* _Work to be completed_
The line containing "let (records, high_watermark)" and every line after it, through the end of the records below: repeat them exactly, nothing more.

*** Opening Data extracts ***

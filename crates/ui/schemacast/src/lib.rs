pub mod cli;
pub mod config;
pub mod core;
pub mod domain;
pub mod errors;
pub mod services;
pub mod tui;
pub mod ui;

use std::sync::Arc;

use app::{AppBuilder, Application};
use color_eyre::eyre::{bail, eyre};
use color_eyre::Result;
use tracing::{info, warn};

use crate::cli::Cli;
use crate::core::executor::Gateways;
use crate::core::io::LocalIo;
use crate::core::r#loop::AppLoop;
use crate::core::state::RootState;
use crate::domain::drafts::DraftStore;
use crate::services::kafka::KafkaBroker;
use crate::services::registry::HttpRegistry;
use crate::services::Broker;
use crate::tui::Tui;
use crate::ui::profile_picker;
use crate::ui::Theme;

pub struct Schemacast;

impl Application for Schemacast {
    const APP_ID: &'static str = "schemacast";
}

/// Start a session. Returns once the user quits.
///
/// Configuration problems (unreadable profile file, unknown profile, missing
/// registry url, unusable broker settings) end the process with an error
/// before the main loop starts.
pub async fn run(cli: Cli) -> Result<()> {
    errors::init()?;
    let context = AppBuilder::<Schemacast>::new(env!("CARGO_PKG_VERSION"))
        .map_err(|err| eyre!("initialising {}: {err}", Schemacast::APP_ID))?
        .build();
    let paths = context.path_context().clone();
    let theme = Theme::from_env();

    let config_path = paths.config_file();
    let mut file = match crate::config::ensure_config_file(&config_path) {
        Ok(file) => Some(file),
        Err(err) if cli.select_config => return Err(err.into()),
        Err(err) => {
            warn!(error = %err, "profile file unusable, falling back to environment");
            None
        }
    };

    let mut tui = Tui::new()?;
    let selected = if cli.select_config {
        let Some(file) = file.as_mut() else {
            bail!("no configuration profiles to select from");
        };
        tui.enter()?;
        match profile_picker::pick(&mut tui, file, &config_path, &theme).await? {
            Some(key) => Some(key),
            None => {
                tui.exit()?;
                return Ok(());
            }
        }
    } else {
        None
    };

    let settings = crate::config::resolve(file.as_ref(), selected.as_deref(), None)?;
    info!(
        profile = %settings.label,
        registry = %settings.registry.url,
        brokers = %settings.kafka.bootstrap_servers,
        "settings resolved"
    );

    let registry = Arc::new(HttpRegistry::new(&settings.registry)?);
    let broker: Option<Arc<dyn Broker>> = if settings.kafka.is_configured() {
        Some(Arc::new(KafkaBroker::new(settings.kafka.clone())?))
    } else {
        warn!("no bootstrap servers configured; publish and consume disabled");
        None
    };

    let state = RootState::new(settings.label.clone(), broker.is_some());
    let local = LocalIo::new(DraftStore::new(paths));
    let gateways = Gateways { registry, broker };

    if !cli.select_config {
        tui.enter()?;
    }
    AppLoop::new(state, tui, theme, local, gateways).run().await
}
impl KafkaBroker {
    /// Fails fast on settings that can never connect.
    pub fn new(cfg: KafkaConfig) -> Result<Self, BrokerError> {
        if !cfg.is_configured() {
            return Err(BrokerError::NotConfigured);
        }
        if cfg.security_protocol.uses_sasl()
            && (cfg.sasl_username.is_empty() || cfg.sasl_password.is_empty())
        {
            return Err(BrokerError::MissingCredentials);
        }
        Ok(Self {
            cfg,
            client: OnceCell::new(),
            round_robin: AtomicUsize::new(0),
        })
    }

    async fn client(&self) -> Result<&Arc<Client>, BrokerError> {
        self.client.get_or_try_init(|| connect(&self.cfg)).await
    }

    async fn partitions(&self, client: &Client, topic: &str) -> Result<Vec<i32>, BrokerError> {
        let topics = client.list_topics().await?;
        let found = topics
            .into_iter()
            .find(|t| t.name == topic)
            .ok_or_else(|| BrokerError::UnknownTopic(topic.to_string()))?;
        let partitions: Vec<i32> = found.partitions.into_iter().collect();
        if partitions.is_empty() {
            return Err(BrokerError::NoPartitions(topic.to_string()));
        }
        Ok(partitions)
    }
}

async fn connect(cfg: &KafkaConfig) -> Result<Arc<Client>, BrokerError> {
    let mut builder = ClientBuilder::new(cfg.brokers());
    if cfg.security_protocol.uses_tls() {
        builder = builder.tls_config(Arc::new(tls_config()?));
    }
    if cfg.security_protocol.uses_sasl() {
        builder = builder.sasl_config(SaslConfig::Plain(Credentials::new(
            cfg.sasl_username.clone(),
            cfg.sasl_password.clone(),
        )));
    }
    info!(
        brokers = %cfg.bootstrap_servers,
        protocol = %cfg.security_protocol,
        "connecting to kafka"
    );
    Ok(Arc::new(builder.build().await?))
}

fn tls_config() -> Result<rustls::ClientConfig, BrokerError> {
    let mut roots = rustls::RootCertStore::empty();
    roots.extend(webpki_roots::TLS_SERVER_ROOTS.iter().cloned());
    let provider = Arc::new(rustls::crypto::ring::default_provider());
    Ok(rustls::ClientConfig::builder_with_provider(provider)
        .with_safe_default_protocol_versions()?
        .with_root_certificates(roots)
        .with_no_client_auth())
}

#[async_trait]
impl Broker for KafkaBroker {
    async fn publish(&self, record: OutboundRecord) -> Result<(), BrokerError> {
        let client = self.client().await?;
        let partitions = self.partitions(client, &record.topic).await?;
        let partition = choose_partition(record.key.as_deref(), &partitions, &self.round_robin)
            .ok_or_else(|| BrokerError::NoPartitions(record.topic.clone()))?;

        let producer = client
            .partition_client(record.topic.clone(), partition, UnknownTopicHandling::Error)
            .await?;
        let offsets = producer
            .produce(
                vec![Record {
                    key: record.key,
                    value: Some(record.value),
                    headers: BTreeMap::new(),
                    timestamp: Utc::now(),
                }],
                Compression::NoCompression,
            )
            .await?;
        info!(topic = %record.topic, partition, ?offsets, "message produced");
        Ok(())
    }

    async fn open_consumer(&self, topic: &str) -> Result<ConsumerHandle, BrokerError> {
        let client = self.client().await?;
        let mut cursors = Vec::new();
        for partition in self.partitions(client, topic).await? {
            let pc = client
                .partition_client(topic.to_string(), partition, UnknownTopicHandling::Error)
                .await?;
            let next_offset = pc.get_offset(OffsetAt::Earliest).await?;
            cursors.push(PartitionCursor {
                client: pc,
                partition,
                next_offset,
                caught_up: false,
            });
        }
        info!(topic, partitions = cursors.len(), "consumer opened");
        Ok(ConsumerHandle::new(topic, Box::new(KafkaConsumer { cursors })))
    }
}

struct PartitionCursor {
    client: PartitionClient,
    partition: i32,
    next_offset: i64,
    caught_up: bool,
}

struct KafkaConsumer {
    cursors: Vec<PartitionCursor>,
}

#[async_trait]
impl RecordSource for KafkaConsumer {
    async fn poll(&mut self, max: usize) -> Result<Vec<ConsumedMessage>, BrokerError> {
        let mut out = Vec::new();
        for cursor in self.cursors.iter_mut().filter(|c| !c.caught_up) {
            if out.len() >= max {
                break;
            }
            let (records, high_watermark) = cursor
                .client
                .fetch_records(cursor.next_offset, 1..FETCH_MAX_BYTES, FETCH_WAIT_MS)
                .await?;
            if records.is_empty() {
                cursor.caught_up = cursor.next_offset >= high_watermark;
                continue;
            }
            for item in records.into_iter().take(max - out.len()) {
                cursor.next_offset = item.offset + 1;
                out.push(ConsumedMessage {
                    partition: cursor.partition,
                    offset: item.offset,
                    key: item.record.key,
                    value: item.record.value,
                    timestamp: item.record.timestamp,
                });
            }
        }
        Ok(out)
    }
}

*** Closing Data extracts ***

* _Response area_
            let (records, high_watermark) = cursor
                .client
                .fetch_records(cursor.next_offset, 1..FETCH_MAX_BYTES, FETCH_WAIT_MS)
                .await?;
            if records.is_empty() {
                cursor.caught_up = cursor.next_offset >= high_watermark;
                continue;
            }
            for item in records.into_iter().take(max - out.len()) {
                cursor.next_offset = item.offset + 1;
                out.push(ConsumedMessage {
                    partition: cursor.partition,
                    offset: item.offset,
                    key: item.record.key,
                    value: item.record.value,
                    timestamp: item.record.timestamp,
                });
            }
        }
        Ok(out)
    }
}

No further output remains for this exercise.